I always understood it as a rejection of the moral law as binding on the Christian. Hence the term anti (against) nomian (law).


----------



## puritan628 (Sep 22, 2010)

*Attaching a PDF*

Here's how I've discovered to attach a PDF:

1. Use the "Go Advanced" method of posting.

2. There's an Attachments link on the top line where the font choices, sizes, and other properties are. Select that paperclip-looking icon.

3. Select "Add Files" in the dialogue box that opens up.

4. Select "Select Files" in the smaller dialogue box that opens up.

5. Locate and select the PDF file you want to attach and select "Open" in that dialogue box.

6. Select "Upload" in the box where your file is listed as one of the files to upload from your computer.

7. The file should then be listed in the "Attachments" section of the original dialogue box.
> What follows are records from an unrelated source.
impl AggregationConfig {
    pub fn validate(&self) -> Result<(), ConfigurationError> {
        for (name, weight) in [
            ("trackWeight", self.track_weight),
            ("ruleWeight", self.rule_weight),
        ] {
            if !weight.is_finite() || weight < 0.0 {
                return Err(ConfigurationError::InvalidScoring(format!(
                    "{name} must be a non-negative number (got {weight})"
                )));
            }
        }
        if self.track_weight + self.rule_weight <= 0.0 {
            return Err(ConfigurationError::InvalidScoring(
                "trackWeight and ruleWeight must not both be zero".to_string(),
            ));
        }
        let recommendation = self.recommendation;
        if !(recommendation.highly_recommended >= recommendation.recommended
            && recommendation.recommended >= recommendation.conditional)
        {
            return Err(ConfigurationError::InvalidScoring(
                "recommendation thresholds must be descending".to_string(),
            ));
        }
        if self.confidence.high < self.confidence.medium {
            return Err(ConfigurationError::InvalidScoring(
                "confidence thresholds must be descending".to_string(),
            ));
        }
        Ok(())
    }
}

/// One signed adjustment applied on top of the blended base score.
#[derive(Debug, Clone, PartialEq, Eq, Serialize, Deserialize)]
#[serde(rename_all = "camelCase")]
pub struct ScoreAdjustment {
    pub reason: String,
    pub points: i32,
}

#[derive(Debug, Clone, PartialEq, Serialize, Deserialize)]
#[serde(rename_all = "camelCase")]
pub struct DocumentSummary {
    pub valid: bool,
    pub score: u8,
    pub completeness: f64,
    pub missing: Vec<MissingDocument>,
    pub invalid: Vec<InvalidDocument>,
    pub bonus: Vec<DocumentKind>,
}

impl From<&DocumentValidation> for DocumentSummary {
    fn from(validation: &DocumentValidation) -> Self {
        Self {
            valid: validation.valid,
            score: validation.score,
            completeness: validation.completeness,
            missing: validation.missing.clone(),
            invalid: validation.invalid.clone(),
            bonus: validation.bonus.clone(),
        }
    }
}

#[derive(Debug, Clone, PartialEq, Eq, Serialize, Deserialize)]
#[serde(rename_all = "camelCase")]
pub struct Resource {
    pub title: String,
    pub description: String,
}

impl Resource {
    fn new(title: &str, description: &str) -> Self {
        Self {
            title: title.to_string(),
            description: description.to_string(),
        }
    }
}

/// Final artefact of one evaluation.
#[derive(Debug, Clone, PartialEq, Serialize, Deserialize)]
#[serde(rename_all = "camelCase")]
pub struct EligibilityDecision {
    pub visa_type: VisaType,
    pub application_type: ApplicationType,
    pub score: u8,
    pub status: TrackStatus,
    pub confidence: Confidence,
    pub recommendation: RecommendationTier,
    pub classification: Classification,
    pub track: TrackEvaluation,
    pub breakdown: BTreeMap<RuleCategory, CategoryResult>,
    pub rule_score: u8,
    pub documents: DocumentSummary,
    pub complexity: ComplexityAssessment,
    pub adjustments: Vec<ScoreAdjustment>,
    pub issues: Vec<Issue>,
    pub strengths: Vec<String>,
    pub recommendations: Vec<String>,
    pub next_steps: Vec<String>,
    pub resources: Vec<Resource>,
    pub config_versions: ConfigVersions,
}

impl EligibilityDecision {
    pub fn is_disqualified(&self) -> bool {
        self.track.is_disqualified()
    }
}

/// Borrowed outputs of the upstream stages.
#[derive(Debug, Clone, Copy)]
pub struct StageOutputs<'a> {
    pub classification: &'a Classification,
    pub track: &'a TrackEvaluation,
    pub rules: &'a RuleEngineReport,
    pub documents: &'a DocumentValidation,
    pub complexity: &'a ComplexityAssessment,
}

#[derive(Debug, Clone, Default)]
pub struct ResultAggregator {
    config: AggregationConfig,
    status_bands: StatusBands,
}

impl ResultAggregator {
    pub fn new(config: AggregationConfig, status_bands: StatusBands) -> Self {
        Self {
            config,
            status_bands,
        }
    }

    pub fn config(&self) -> &AggregationConfig {
        &self.config
    }

    pub fn aggregate(
        &self,
        stages: StageOutputs<'_>,
        office: Option<&str>,
        config_versions: ConfigVersions,
    ) -> EligibilityDecision {
        let StageOutputs {
            classification,
            track,
            rules,
            documents,
            complexity,
        } = stages;

        let (score, adjustments) = if track.is_disqualified() {
            (0, Vec::new())
        } else {
            let adjustments = self.adjustments(classification, documents, complexity);
            let base = self.base_score(track.score, rules.overall_score);
            let delta: i32 = adjustments.iter().map(|adjustment| adjustment.points).sum();
            (clamp_score(base + f64::from(delta)), adjustments)
        };

        let (status, recommendation) = if track.is_disqualified() {
            (TrackStatus::Rejected, RecommendationTier::NotRecommended)
        } else {
            (
                self.status_bands.status(score),
                self.config.recommendation.tier(score),
            )
        };
        let confidence = self.confidence(score, classification, complexity);

        let mut issues = track.issues.clone();
        issues.extend(rules.issues.iter().cloned());

        let strengths = merge_unique([&track.strengths, &rules.strengths]);
        let mut recommendations = merge_unique([&track.recommendations, &rules.recommendations]);
        for step in document_actions(documents) {
            push_unique(&mut recommendations, step);
        }

        let next_steps = next_steps(recommendation, documents, complexity, track, office);
        let resources = resources(recommendation, documents, complexity);

        debug!(
            visa_type = %track.visa_type,
            application_type = %track.application_type,
            score,
            %status,
            %recommendation,
            "decision aggregated"
        );

        EligibilityDecision {
            visa_type: track.visa_type,
            application_type: track.application_type,
            score,
            status,
            confidence,
            recommendation,
            classification: classification.clone(),
            track: track.clone(),
            breakdown: rules.categories.clone(),
            rule_score: rules.overall_score,
            documents: DocumentSummary::from(documents),
            complexity: complexity.clone(),
            adjustments,
            issues,
            strengths,
            recommendations,
            next_steps,
            resources,
            config_versions,
        }
    }

    fn base_score(&self, track_score: u8, rule_score: u8) -> f64 {
        let total = self.config.track_weight + self.config.rule_weight;
        let blended = self.config.track_weight * f64::from(track_score)
            + self.config.rule_weight * f64::from(rule_score);
        (blended / total).round()
    }

    fn adjustments(
        &self,
        classification: &Classification,
        documents: &DocumentValidation,
        complexity: &ComplexityAssessment,
    ) -> Vec<ScoreAdjustment> {
        let config = &self.config;
        let mut adjustments = Vec::new();
        let mut push = |reason: String, points: i32| {
            if points != 0 {
                adjustments.push(ScoreAdjustment { reason, points });
            }
        };

        if documents.completeness >= 100.0 {
            push(
                "all required documents submitted".to_string(),
                config.complete_documents_bonus,
            );
        }
        let missing = documents.missing.len() as i32;
        if missing > 0 {
            let penalty = (missing * config.missing_document_penalty)
                .min(config.missing_document_penalty_cap);
            push(format!("{missing} required document(s) missing"), -penalty);
        }
        match complexity.tier {
            ComplexityTier::Simple => push("simple case".to_string(), config.simple_case_bonus),
            ComplexityTier::VeryComplex => push(
                "very complex case".to_string(),
                -config.very_complex_penalty,
            ),
            ComplexityTier::Moderate | ComplexityTier::Complex => {}
        }
        if complexity.has_advantage {
            push(
                "regional incentive advantage".to_string(),
                config.advantage_bonus,
            );
        }
        if classification.confidence == Confidence::Low {
            push(
                "application type inferred with low confidence".to_string(),
                -config.low_classification_penalty,
            );
        }
        adjustments
    }

    fn confidence(
        &self,
        score: u8,
        classification: &Classification,
        complexity: &ComplexityAssessment,
    ) -> Confidence {
        let mut confidence = self.config.confidence.confidence(score);
        if complexity.tier == ComplexityTier::VeryComplex {
            confidence = confidence.min(Confidence::Medium);
        }
        if complexity.tier == ComplexityTier::Complex
            || classification.confidence == Confidence::Low
        {
            confidence = confidence.downgraded();
        }
        confidence
    }
}

fn push_unique(list: &mut Vec<String>, item: String) {
    if !list.contains(&item) {
        list.push(item);
    }
}

fn merge_unique<'a>(sources: impl IntoIterator<Item = &'a Vec<String>>) -> Vec<String> {
    let mut merged = Vec::new();
    for item in sources.into_iter().flatten() {
        push_unique(&mut merged, item.clone());
    }
    merged
}

fn document_actions(documents: &DocumentValidation) -> Vec<String> {
    let mut actions = Vec::new();
    for missing in &documents.missing {
        if missing.documents.len() > 1 {
            let bundle: Vec<&str> = missing.documents.iter().map(|kind| kind.id()).collect();
            actions.push(format!("Submit one of: {}", bundle.join(", ")));
        } else {
            actions.push(format!("Submit {}", missing.id));
        }
    }
    for invalid in documents.invalid.iter().filter(|invalid| !invalid.optional) {
        actions.push(format!(
            "Correct {}: {}",
            invalid.document.id(),
            invalid.reasons.join("; ")
        ));
    }
    actions
}

fn next_steps(
    recommendation: RecommendationTier,
    documents: &DocumentValidation,
    complexity: &ComplexityAssessment,
    track: &TrackEvaluation,
    office: Option<&str>,
) -> Vec<String> {
    let mut steps = Vec::new();
    if track.is_disqualified() {
        for disqualifier in &track.disqualifiers {
            steps.push(format!("Resolve disqualifying condition: {disqualifier}"));
        }
    }
    steps.extend(document_actions(documents));

    match complexity.support {
        SupportLevel::Required => {
            steps.push("Engage a licensed immigration attorney before filing".to_string())
        }
        SupportLevel::HighlyRecommended => {
            steps.push("Consult an immigration specialist about the flagged risks".to_string())
        }
        SupportLevel::Recommended | SupportLevel::Optional => {}
    }

    let office = office.unwrap_or("the competent immigration office");
    match recommendation {
        RecommendationTier::HighlyRecommended => {
            steps.push(format!("Book a filing appointment at {office}"));
            steps.push("Bring originals of every submitted document".to_string());
        }
        RecommendationTier::Recommended => {
            steps.push("Review the listed issues and strengthen weak components".to_string());
            steps.push(format!("Book a filing appointment at {office}"));
        }
        RecommendationTier::Conditional => {
            steps.push("Re-run the evaluation after addressing the listed issues".to_string());
        }
        RecommendationTier::NotRecommended => {
            steps.push("Do not file until the application is re-evaluated".to_string());
            steps.push(
                "Review whether another visa category fits the planned activity".to_string(),
            );
        }
    }
    steps
}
You can then select that item and post your response. Let's see if it worked. ...


----------



## puritan628 (Sep 22, 2010)

Oh, and yes, I've always understood it to mean against law.


----------



## Notthemama1984 (Sep 22, 2010)

well the file is too large. Thanks for the info though.


----------



## moral necessity (Sep 22, 2010)

I think this is a very important question you are asking, for otherwise, the label will be inappropriately applied. In the published collection of Tobias Crisps' works, John Gill is the editor, who is defending Mr. Crisp from the antinomian label that was being pinned upon him. Over and over again throughout the book, he says in the footnotes that what Mr. Crisp just said shows that he is not "anti law". A fairly clear historical definition of what "antinomianism" is and is not can be extracted from Gill's comments.
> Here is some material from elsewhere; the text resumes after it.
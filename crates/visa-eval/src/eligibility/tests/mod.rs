mod common;
mod routing;
mod rules;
Here's a good link for a little history, including some about Crisp and Eaton, and the history of the antinomian label. You'll need to scroll the surrounding pages of where the link takes you to in the book. The life and thought of John Gill ... - Google Books

Blessings!


----------



## rbcbob (Sep 22, 2010)

If you want to pursue Crisp, Eaton, et.al. read _The Grace Of Law_ "a study of Puritan Theology, by Ernest F. Kevan. There are copious quotations from the Puritans as they debated Legalism, Antinomianism, and Neo-Nomianism.


----------



## Nebrexan (Sep 23, 2010)

The prospective deacons at our church are going through R.C. Sproul's _Truths We Confess_. In one chapter (Vol. 2, p. 65) he gives the "song of the antinomian":

Saved from the law,
O blessed condition!
I can sin all I want
And still have remission.


----------



## jwithnell (Sep 23, 2010)

My understanding has followed some of what's mentioned here: a denial that the Mosaic covenant has anything to do with the New Testament believer. I've also seen it applied to those who reject bringing the civil law into the modern era. However, in OPC circles, I'm finding it defined as someone who lives a "loose" life because, hey I'm saved, I have no restraints. I guess it's important to define terms when speaking or writing.


----------



## Notthemama1984 (Sep 23, 2010)

I have learned that another problem when discussing antinomianism with dispensationalists is that I see that the Decalogue is the Moral Law. Dispensationalists don't. Thus when I saw they deny the moral law, they argue against it because we define Moral Law differently.


----------